JAKARTA, KOMPAS.com - Ribut-ribut soal Kepala Kejaksaan Tinggi (Kajati) yang berbicara bahasa Sunda berujung permintaan maaf Arteria Dahlan.
Kasus itu bermula dari kritik yang disampaikan Arteria dalam rapat kerja Komisi III DPR RI dengan Kejaksaan Agung, Senin (17/1/2022).
Dalam kesempatan tersebut, anggota DPR RI dari Fraksi PDI-Perjuangan itu meminta Jaksa Agung ST Burhanuddin mencopot seorang Kajati yang bicara menggunakan bahasa Sunda dalam sebuah rapat.
"Ada kritik sedikit Pak JA (Jaksa Agung), ada Kajati, Pak, dalam rapat, dalam raker (rapat kerja) itu ngomong pakai bahasa Sunda.
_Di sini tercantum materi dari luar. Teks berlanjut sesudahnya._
//! HTTP access to the auth endpoints.
//!
//! Client-side (hydrate): real HTTP calls via `gloo-net`.
//! Server-side (SSR): `AuthError::Unavailable`, since the refresh cookie only
//! exists in the browser.
//!
//! ERROR HANDLING
//! ==============
//! Non-2xx statuses become `AuthError::Status` so callers see the same split an
//! axios-style client gives: 2xx resolves with a status, anything else fails.

#![allow(clippy::unused_async)]

#[cfg(test)]
#[path = "api_test.rs"]
mod api_test;

use std::future::Future;

#[cfg(any(test, feature = "hydrate"))]
use serde::de::DeserializeOwned;

use super::types::{ApiResponse, RefreshPayload, UserProfile};
#[cfg(any(test, feature = "hydrate"))]
use super::types::Envelope;
use crate::config::AuthConfig;
use crate::error::AuthError;

/// The two endpoints the session depends on.
///
/// The provider takes an implementation by value, so tests and alternative
/// transports can stand in for [`HttpAuthApi`].
pub trait AuthApi {
    /// Exchange ambient credentials (the refresh cookie) for an access token.
    fn refresh_access_token(&self) -> impl Future<Output = Result<ApiResponse<RefreshPayload>, AuthError>>;

    /// Fetch the profile of the user that owns `access_token`.
    fn get_authenticated_user(
        &self,
        access_token: &str,
    ) -> impl Future<Output = Result<ApiResponse<UserProfile>, AuthError>>;
}

/// [`AuthApi`] over `fetch`, configured by [`AuthConfig`].
#[derive(Clone, Debug, Default)]
pub struct HttpAuthApi {
    config: AuthConfig,
}

impl HttpAuthApi {
    pub fn new(config: AuthConfig) -> Self {
        Self { config }
    }

    pub fn config(&self) -> &AuthConfig {
        &self.config
    }
}

impl AuthApi for HttpAuthApi {
    async fn refresh_access_token(&self) -> Result<ApiResponse<RefreshPayload>, AuthError> {
        #[cfg(feature = "hydrate")]
        {
            let resp = gloo_net::http::Request::post(&self.config.refresh_url())
                .credentials(web_sys::RequestCredentials::Include)
                .send()
                .await
                .map_err(|e| AuthError::Transport(e.to_string()))?;
            read_response(resp).await
        }
        #[cfg(not(feature = "hydrate"))]
        {
            Err(AuthError::Unavailable)
        }
    }

    async fn get_authenticated_user(&self, access_token: &str) -> Result<ApiResponse<UserProfile>, AuthError> {
        #[cfg(feature = "hydrate")]
        {
            let resp = gloo_net::http::Request::get(&self.config.user_url())
                .header("Authorization", &bearer(access_token))
                .credentials(web_sys::RequestCredentials::Include)
                .send()
                .await
                .map_err(|e| AuthError::Transport(e.to_string()))?;
            read_response(resp).await
        }
        #[cfg(not(feature = "hydrate"))]
        {
            let _ = access_token;
            Err(AuthError::Unavailable)
        }
    }
}

#[cfg(feature = "hydrate")]
async fn read_response<T: DeserializeOwned>(resp: gloo_net::http::Response) -> Result<ApiResponse<T>, AuthError> {
    let status = resp.status();
    check_status(status)?;
    let text = resp
        .text()
        .await
        .map_err(|e| AuthError::Transport(e.to_string()))?;
    Ok(decode_body(status, &text))
}

#[cfg(any(test, feature = "hydrate"))]
fn bearer(access_token: &str) -> String {
    format!("Bearer {access_token}")
}

#[cfg(any(test, feature = "hydrate"))]
fn check_status(status: u16) -> Result<(), AuthError> {
    if (200..300).contains(&status) {
        Ok(())
    } else {
        Err(AuthError::Status(status))
    }
}

/// Decode a 2xx body. Empty or malformed bodies keep the status but carry no
/// envelope, which the session treats as "nothing to apply".
#[cfg(any(test, feature = "hydrate"))]
fn decode_body<T: DeserializeOwned>(status: u16, text: &str) -> ApiResponse<T> {
    if text.trim().is_empty() {
        return ApiResponse::empty(status);
    }
    match serde_json::from_str::<Envelope<T>>(text) {
        Ok(envelope) => ApiResponse { status, body: Some(envelope) },
        Err(e) => {
            leptos::logging::warn!("auth response body not decodable: {e}");
            ApiResponse::empty(status)
        }
    }
}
Ganti, Pak, itu," pinta Arteria.
Baca juga: Diprotes Masyarakat Sunda, Arteria Dahlan Akhirnya Minta Maaf
Tidak jelas siapa Kajati yang Arteria maksud. Namun, menurut dia, dalam memimpin rapat seorang Kajati harus menggunakan bahasa Indonesia agar tak terjadi salah persepsi dari orang yang mendengarnya.
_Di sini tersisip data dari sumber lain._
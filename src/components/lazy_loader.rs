//! Placeholder shown while the auth session is loading.

use leptos::prelude::*;

#[component]
pub fn LazyLoader(#[prop(optional, into)] label: Option<String>) -> impl IntoView {
    let label = label.unwrap_or_else(|| "Loading…".to_owned());
    view! {
        <div class="lazy-loader" role="status" aria-live="polite">
            <span class="lazy-loader__spinner"></span>
            <span class="lazy-loader__label">{label}</span>
        </div>
    }
}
"Kita ini Indonesia, Pak. Nanti orang takut, kalau pakai bahasa Sunda ini orang takut, ngomong apa, Kami mohon yang seperti ini dilakukan tindakan tegas," ujarnya.
Pernyataan Arteria ini pun seketika menuai kontroversi. Gubernur Jawa Barat, Ridwan Kamil, bahkan mendorong Arteria untuk meminta maaf ke masyarakat Sunda.
Sebab menurut pria yang akrab disapa Emil ini, pernyataan Arteria bisa menimbulkan persoalan di kemudian hari.
"Jadi saya mengimbau Pak Arteria Dahlan sebaiknya meminta maaf kepada masyarakat Sunda di Nusantara ini. Kalau tidak dilakukan, pasti akan bereskalasi," kata Emil, Selasa (18/1/2022) malam.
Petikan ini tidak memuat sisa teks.